妊娠中のお母さんは胎児の成長に欠かせない栄養素を十分にとる必要がありますが、日々の食事だけですべてを補うのは難しいことです。そこで、サプリメントを利用して、必要な栄養を補う人も多いようです。しかし、栄養素によっては過剰な摂取が胎児に悪い影響を及ぼすものもあります。妊娠中に口にしてはいけないものでよく知られているのは、アルコールやたばこなどがあげられます。また、薬の服用にも注意が必要となり、サプリメントにも妊娠中に飲んではいけないものがあります。
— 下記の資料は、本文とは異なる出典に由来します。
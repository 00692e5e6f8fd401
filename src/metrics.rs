//! Lightweight, lock-free counters for connection and listener statistics.
use std::fmt::{self, Display, Formatter};
use std::sync::atomic::{AtomicUsize, Ordering};

/// An increasing counter.
///
/// All operations correspond to [`Relaxed`](Ordering::Relaxed) atomic operations; the value
/// must not be relied upon for exact correctness under concurrent access.
#[derive(Debug, Default)]
#[repr(transparent)]
pub struct Counter(AtomicUsize);

impl Counter {
    #[inline]
    pub const fn new() -> Self {
        Self(AtomicUsize::new(0))
    }

    #[inline]
    pub fn add(&self, n: usize) {
        self.0.fetch_add(n, Ordering::Relaxed);
    }

    #[inline]
    pub fn inc(&self) {
        self.add(1);
    }

    #[inline]
    pub fn get(&self) -> usize {
        self.0.load(Ordering::Relaxed)
    }
}

impl Display for Counter {
    #[inline]
    fn fmt(&self, f: &mut Formatter<'_>) -> fmt::Result {
        self.get().fmt(f)
    }
}

/// Per-connection packet/byte counters, split by control vs. data traffic.
#[derive(Debug, Default)]
pub struct ConnectionMetrics {
    pub ctrl_packets_sent: Counter,
    pub ctrl_packets_recv: Counter,
    pub data_packets_sent: Counter,
    pub data_packets_recv: Counter,
    pub data_packets_lost: Counter,
    pub data_bytes_sent: Counter,
    pub data_bytes_recv: Counter,
}

impl ConnectionMetrics {
    pub const fn new() -> Self {
        Self {
            ctrl_packets_sent: Counter::new(),
            ctrl_packets_recv: Counter::new(),
            data_packets_sent: Counter::new(),
            data_packets_recv: Counter::new(),
            data_packets_lost: Counter::new(),
            data_bytes_sent: Counter::new(),
            data_bytes_recv: Counter::new(),
        }
    }
}

/// Listener-wide counters, mostly useful for the handshake error taxonomy (scenario 2 in the
/// testable properties: a bad-encryption Induction must increment a counter instead of being
/// silently swallowed).
#[derive(Debug, Default)]
pub struct ListenerMetrics {
    pub handshakes_accepted: Counter,
    pub handshakes_rejected: Counter,
    pub bad_encryption: Counter,
    pub bad_cookie: Counter,
    pub bad_handshake: Counter,
    pub malformed_packets: Counter,
    pub unknown_connection: Counter,
    pub accept_overflow: Counter,
}

impl ListenerMetrics {
    pub const fn new() -> Self {
        Self {
            handshakes_accepted: Counter::new(),
            handshakes_rejected: Counter::new(),
            bad_encryption: Counter::new(),
            bad_cookie: Counter::new(),
            bad_handshake: Counter::new(),
            malformed_packets: Counter::new(),
            unknown_connection: Counter::new(),
            accept_overflow: Counter::new(),
        }
    }
}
今回は、妊娠中に飲んではいけないサプリメントについてご紹介します。
ビタミンA「レチノール」
妊娠中、過剰に摂取してはいけないものがビタミンAです。妊娠中にビタミンAを過剰摂取すると赤ちゃんの発育に悪い影響を及ぼすことが知られています。しかし、ビタミンAはおなかの赤ちゃんの遺伝子制御や細胞分裂にも必要な赤ちゃんの成長に欠かせないビタミンでもあります。実はビタミンAには動物性由来の「レチノール」と植物性由来の「ベータカロチン」の2種類が存在します。この中で、妊娠中のお母さんが摂取を控えるべきなのは動物性由来の「レチノール」です。「レチノール」は、脂溶性ビタミンともいわれ、水に溶けにくく、油で溶ける性質を持っているため、過剰に摂取してしまうと体の外に排出されにくく体内に蓄積されやすい性質を持っています。そのため、体内に蓄積された「レチノール」が赤ちゃんの成長を妨げ奇形などをともなわせてしまうことがあるため「レチノール」を含むサプリメントは控えてください。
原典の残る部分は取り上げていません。